Some Flexibility Signalled in Mode 4
The EU and the US were reportedly willing to improve existing offers in cross-border supply of services in a range of sectors; they also signalled more flexibility in granting access to foreign service providers. However, such access is likely to concern skilled professionals rather than the non- or semi-skilled labour that is in most abundant supply in developing countries. The EU said it could eliminate the cumbersome economic needs tests for foreign workers when issuing temporary visas, but limit the number of such service providers through a numeric quota. US Trade Representative Susan Schwab said she was prepared to work with Congress to increase the number of temporary H-1B visas for foreign professionals. Although this does not seem a major concession, the US had previously been reluctant to broach the subject at all, arguing that under US law only immigration services are authorised to deal with visa issues.
India’s Commerce Minister Kamal Nath called Schwab’s announcement a ‘good move’ that signalled new willingness to engage on the issue. His colleague Gopal Pillai was more sceptical, saying that, for the moment, the US statement was nothing more than a ‘vague promise’ and that much would depend on the specific details that the US includes in its revised services offer. Obtaining better mode 4 access is one of India’s key priorities in the Doha Round negotiations.

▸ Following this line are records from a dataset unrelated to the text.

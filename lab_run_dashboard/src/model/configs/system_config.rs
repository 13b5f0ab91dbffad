use crate::common::*;

use crate::enums::run_mode::*;

pub const MIN_POLL_INTERVAL_SEC: f64 = 0.1;
pub const MAX_POLL_INTERVAL_SEC: f64 = 5.0;
pub const MAX_CACHE_TTL_SEC: u64 = 86_400;

fn default_poll_interval_sec() -> f64 {
    1.0
}

fn default_cache_ttl_sec() -> u64 {
    300
}

#[derive(Debug, Clone, Deserialize, Serialize, Getters, new)]
#[getset(get = "pub")]
pub struct SystemConfig {
    pub mode: RunMode,
    #[serde(default = "default_poll_interval_sec")]
    pub poll_interval_sec: f64,
    #[serde(default = "default_cache_ttl_sec")]
    pub cache_ttl_sec: u64,
}

impl SystemConfig {
    #[doc = "Poll delay, clamped to the 0.1 - 5.0 second range of the update-interval control"]
    pub fn poll_interval(&self) -> Duration {
        let secs: f64 = if self.poll_interval_sec.is_finite() {
            self.poll_interval_sec
                .clamp(MIN_POLL_INTERVAL_SEC, MAX_POLL_INTERVAL_SEC)
        } else {
            default_poll_interval_sec()
        };

        Duration::from_secs_f64(secs)
    }

    #[doc = "Cache window, capped at one day"]
    pub fn cache_ttl(&self) -> Duration {
        Duration::from_secs(self.cache_ttl_sec.min(MAX_CACHE_TTL_SEC))
    }
}
/*
Author      : Seunghwan Shin
Create date : 2025-10-00
Description : Live monitor and experiment viewer for lab measurement runs stored in sqlite

History     : 2025-10-00 Seunghwan Shin       # [v.1.0.0] first create
*/

mod common;
mod external_deps;
mod prelude;
use common::*;

mod dto;

mod enums;

mod env_configuration;

mod errors;

mod traits;

mod model;
use model::configs::total_config::*;

mod repository;
use repository::{qcodes_source_impl::*, run_repository_impl::*};

mod utils_modules;
use utils_modules::logger_utils::*;

mod service;
use service::{chart_service_impl::*, experiment_service_impl::*, run_poll_service_impl::*};

mod controller;
use controller::main_controller::*;

#[tokio::main]
async fn main() {
    /* 전역로거 설정 및 초기 설정 */
    dotenv().ok();
    let _logger_handle: LoggerHandle = set_global_logger().unwrap_or_else(|e| {
        let err_msg: &str = "[main] Failed to initialize the global logger.";
        eprintln!("{} {:?}", err_msg, e);
        panic!("{} {:?}", err_msg, e)
    });

    info!("Lab run dashboard start!");

    let system_config = get_system_config_info();
    let sqlite_config = get_sqlite_config_info();
    let chart_config = get_chart_config_info();

    /* 실험 DB 경로가 없으면 모니터 DB 를 그대로 사용 */
    let qcodes_db_path: String = sqlite_config
        .qcodes_db_path
        .clone()
        .unwrap_or_else(|| sqlite_config.monitor_db_path.clone());

    /* 의존 주입 */
    let run_repository: Arc<RunRepositoryImpl> =
        Arc::new(RunRepositoryImpl::new(&sqlite_config.monitor_db_path));
    let run_poll_service: RunPollServiceImpl<RunRepositoryImpl> =
        RunPollServiceImpl::new(run_repository, system_config.cache_ttl());
    let experiment_service: ExperimentServiceImpl<QcodesSourceImpl> =
        ExperimentServiceImpl::new(QcodesSourceImpl::new(qcodes_db_path));
    let chart_service: ChartServiceImpl =
        ChartServiceImpl::new(chart_config.width, chart_config.height);

    let main_controller: MainController<
        RunPollServiceImpl<RunRepositoryImpl>,
        ExperimentServiceImpl<QcodesSourceImpl>,
        ChartServiceImpl,
    > = MainController::new(
        run_poll_service,
        experiment_service,
        chart_service,
        system_config.clone(),
        chart_config.clone(),
    );

    /* Ctrl-C 가 들어오면 폴링 루프를 멈춘다 */
    let (stop_tx, stop_rx) = watch::channel(false);

    tokio::spawn(async move {
        match tokio::signal::ctrl_c().await {
            Ok(()) => {
                info!("Shutdown signal received.");
                let _ = stop_tx.send(true);
            }
            Err(e) => {
                error!("[main] Failed to listen for the shutdown signal: {:?}", e);
            }
        }
    });

    main_controller
        .main_task(get_experiment_config_info(), stop_rx)
        .await
        .unwrap_or_else(|e| {
            error!("{:?}", e);
            panic!("{:?}", e)
        });

    info!("Lab run dashboard stopped.");
}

Waiver to Cover Special Treatment for LDCs
WTO Members agreed in 2003 to give ‘special priority’ to providing market access in sectors and modes of supply of export interest to least-developed countries (LDCs). First and foremost, these countries seek better access for their temporary service providers, particularly in the semi- and non-skilled categories.

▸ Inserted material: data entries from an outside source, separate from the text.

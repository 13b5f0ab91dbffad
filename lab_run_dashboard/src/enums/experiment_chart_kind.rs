use crate::common::*;

use crate::errors::dashboard_error::*;

#[doc = "Chart kinds offered by the experiment view"]
#[derive(Debug, Clone, Copy, PartialEq, Eq, Serialize, Deserialize)]
#[serde(rename_all = "lowercase")]
pub enum ExperimentChartKind {
    Line,
    /// Scatter of X against Y with a continuous color scale over a third parameter.
    Heatmap,
}

impl ExperimentChartKind {
    pub fn as_str(&self) -> &'static str {
        match self {
            ExperimentChartKind::Line => "line",
            ExperimentChartKind::Heatmap => "heatmap",
        }
    }
}

impl FromStr for ExperimentChartKind {
    type Err = DashboardError;

    fn from_str(label: &str) -> Result<Self, Self::Err> {
        match label.trim().to_lowercase().as_str() {
            "line" | "折線圖" => Ok(ExperimentChartKind::Line),
            "heatmap" | "熱力圖" => Ok(ExperimentChartKind::Heatmap),
            _ => Err(DashboardError::InvalidSelection(format!(
                "unknown experiment chart kind '{}'",
                label
            ))),
        }
    }
}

Although this topic was not addressed at the signalling conference, chair Fernando de Mateo’s latest draft ‘elements required for concluding the services negotiations’ (TN/S/33) is more precise than its predecessor with regard to implementing the LDC mandate.

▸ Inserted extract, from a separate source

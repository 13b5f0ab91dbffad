pub mod chart_dispatch;
pub mod chart_service_impl;
pub mod experiment_service_impl;
pub mod run_poll_service_impl;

Since fulfilling the ‘special priority’ commitment would entail discrimination in favour of LDCs, Members have agreed that the most satisfactory outcome would be a ‘waiver’ that could be invoked by any country giving greater concessions to LDCs than to other WTO Members. Members ‘shall strive’, the chair’s report said, to conclude negotiations on the ‘specific principles and characteristics’ of the waiver before the deadline for the submission of revised offers. This was initially set for 15 October 2008, but the date is now “subject to further confirmation in the light of the overall calendar” of the Doha Round.
It has also been agreed that the waiver negotiations will take into account the mechanism’s impacts on other developing countries, many of which have export ambitions very similar to those of LDCs. In addition, Members will give ‘due consideration’ to the trade-related concerns of small economies, as well as ‘take into account’ the extensive market access commitments that recently acceded Members agreed to in their accession negotiations.
Next Steps Uncertain
At the time of writing, it was not entirely clear how the services talks will proceed. The ‘elements’ paper had originally set a 15 October 2008 deadline for revised offers, and a 1 December target date for submitting final schedules of market opening commitments. However, following the collapse of the mini-ministerial those dates will certainly be postponed, and the signals exchanged in July remain “subject to a satisfactory conclusion of the Doha Development Agenda.”